Дикое счастье. Горное гнездо (Мамин-Сибиряк) - страница 154

– Не прикажете ли чего-с?.. – спрашивал лакей.

– Как ты сказал?

– Говорю, не прикажете ли насчет водки…

– А-а… Ну, давай водки, графин водки… – точно про себя повторял Брагин и, улыбнувшись горькой улыбкой, прибавил про себя: «Чем ушибся, тем и лечись».

Выпив хороший графин водки, Гордей Евстратыч уснул тут же в номере, положив голову на стол. Он проспал чуть не двенадцать часов, а когда проснулся и немного пришел в себя, опять принялся обдумывать, что ему делать. К адвокатам идти было незачем. Подкрепившись двумя рюмками очищенной, Брагин решился сходить к знакомым золотопромышленникам: авось что присоветуют. Ум хорошо, два лучше того. Был у него один знакомый старик-золотопромышленник, по фамилии Колосов, из раскольников. Вот к нему Брагин и отправился за советом; кстати, у этого старика были свои дела с Жареным, – может, словечко и замолвит по старой дружбе пред жидовином. Старик-раскольник, убеленный серебряной сединой, отнесся к несчастью Брагина с большим участием и долго качал головой.

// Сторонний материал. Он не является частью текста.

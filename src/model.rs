use std::fmt;

use rust_decimal::Decimal;
use serde::{Deserialize, Deserializer, Serialize};

#[derive(Debug, Serialize, Deserialize, Clone, Copy, PartialEq, Eq)]
pub enum Category {
    Phone,
    Charger,
}

impl Category {
    pub const ALL: [Category; 2] = [Category::Phone, Category::Charger];
}

impl fmt::Display for Category {
    fn fmt(&self, f: &mut fmt::Formatter<'_>) -> fmt::Result {
        match self {
            Category::Phone => f.write_str("Phone"),
            Category::Charger => f.write_str("Charger"),
        }
    }
}

/// Payment mode label. The accepted set comes from `Settings::payment_modes`,
/// so this is a plain string on the wire rather than a closed enum.
#[derive(Debug, Serialize, Deserialize, Clone, PartialEq, Eq)]
#[serde(transparent)]
pub struct PaymentMode(pub String);

impl PaymentMode {
    pub fn new(mode: impl Into<String>) -> Self {
        PaymentMode(mode.into())
    }

    pub fn as_str(&self) -> &str {
        &self.0
    }
}

impl Default for PaymentMode {
    fn default() -> Self {
        PaymentMode::new("Cash")
    }
}

impl fmt::Display for PaymentMode {
    fn fmt(&self, f: &mut fmt::Formatter<'_>) -> fmt::Result {
        f.write_str(&self.0)
    }
}

/// One line of the `POST /invoice` body. Optional fields are omitted
/// entirely when absent; the service treats a missing key differently
/// from an empty string.
#[derive(Debug, Serialize, Deserialize, Clone, PartialEq)]
pub struct InvoiceItem {
    pub category: Category,
    #[serde(default)]
    pub item_name: String,
    pub quantity: i64,
    #[serde(with = "rust_decimal::serde::float")]
    pub price: Decimal,
    #[serde(default, skip_serializing_if = "Option::is_none")]
    pub imei_1: Option<String>,
    #[serde(default, skip_serializing_if = "Option::is_none")]
    pub imei_2: Option<String>,
    #[serde(default, skip_serializing_if = "Option::is_none")]
    pub charger_included: Option<bool>,
    #[serde(default, skip_serializing_if = "Option::is_none")]
    pub charger_name: Option<String>,
    #[serde(default, skip_serializing_if = "Option::is_none")]
    pub charger_serial_number: Option<String>,
}

#[derive(Debug, Serialize, Deserialize, Clone, PartialEq)]
pub struct InvoiceRequest {
    pub customer_name: String,
    pub customer_address: String,
    pub payment_mode: PaymentMode,
    pub items: Vec<InvoiceItem>,
}

#[derive(Debug, Deserialize, Clone)]
pub struct InvoiceResponse {
    #[serde(default)]
    pub pdf_url: Option<String>,
}

/// A previously generated invoice as listed by the service.
#[derive(Debug, Serialize, Deserialize, Clone, PartialEq)]
pub struct InvoiceRecord {
    pub id: String,
    pub invoice_number: String,
    #[serde(default, deserialize_with = "null_as_empty")]
    pub date: String,
    pub customer_name: String,
    pub payment_mode: PaymentMode,
    pub pdf_url: String,
}

fn null_as_empty<'de, D: Deserializer<'de>>(deserializer: D) -> Result<String, D::Error> {
    Ok(Option::<String>::deserialize(deserializer)?.unwrap_or_default())
}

– Плохо, плохо, Гордей Евстратыч, – говорил Колосов, разглаживая свою окладистую седую бороду. – Эк тебя угораздило с этими кабаками… Уж и времена только!.. С живого кожу сдерут. А только Спорцевадзе тебе правильно посоветовал. Надо будет толкнуться к Мосею Мосеичу, не выгорит ли что-нибудь. Пожалуй, дам тебе писульку на всякий случай.

– А без жидовина невозможно?

– Нет, нельзя… Силища этот Мосей Мосеич, его не обойдешь, как суженого. Может, и смилуется. Ох, только у всех этих иноплеменцев трудно вывертываться… Ну, да уж делать нечего, попытайся.

Взял Гордей Евстратыч от Колосова его писульку и с ней отправился пытать счастья к жидовину. Но добраться до Мойши Жареного было не так-то легко, как он думал. Этот кабацкий король являлся в город только по временам, а настоящую резиденцию имел на своих винных заводах, куда Брагин и отправился, хотя конец был немалый, верст в двести, пожалуй, не укладешь.

Моисей Жареный жил настоящим королем в своем поместье Бурнаши, которое расположено было на западном склоне Урала, где берут свое начало живописные притоки реки Белой. Это край той цветущей Башкирии, которую расхитили уфимские чиновники. Жареный купил свое именье от одного из таких счастливцев, которому досталось на долю до тридцати тысяч богатейшей земли. Чиновнику, а в особенности русскому чиновнику, земля то же, что слепому грамота, поэтому уфимские чиновники размотали свои наделы за четверть цены. Бурнаши славились своим красивым местоположением и целой сетью горных речек, которые бороздили башкирский чернозем. Когда-то башкиры здесь кочевали со своими кошами, а теперь дымились винокуренные заводы и кипела самая оживленная деятельность, превратившая жалкую деревушку Бурнаши в маленький городок, кишмя кишевший греками, армянами, евреями и тому подобным людом, ютившимся около своего патрона. Издали можно было залюбоваться на бойкую картину, какую представляли Бурнаши даже зимой. Каменные дома, заводские постройки, ряды новых крестьянских изб – все говорило о новой жизни и новых людях. Недавняя пустыня точно проснулась под влиянием новой «цивилизации». Когда Брагин подъехал на почтовой тройке к селу светлым весенним деньком, он невольно залюбовался. Снег уже осел и спекся в рыхлую, пропитанную водой массу; дорога почернела, в воздухе пахло обновляющей вся и все силой. Лес казался зеленее, но это был не тот дремучий лес, какой рос зеленой стеной около Белоглинского завода и на Смородинке: ели были пушистее, сосны ниже и развилистее, попадались березняки и осинники целыми островами.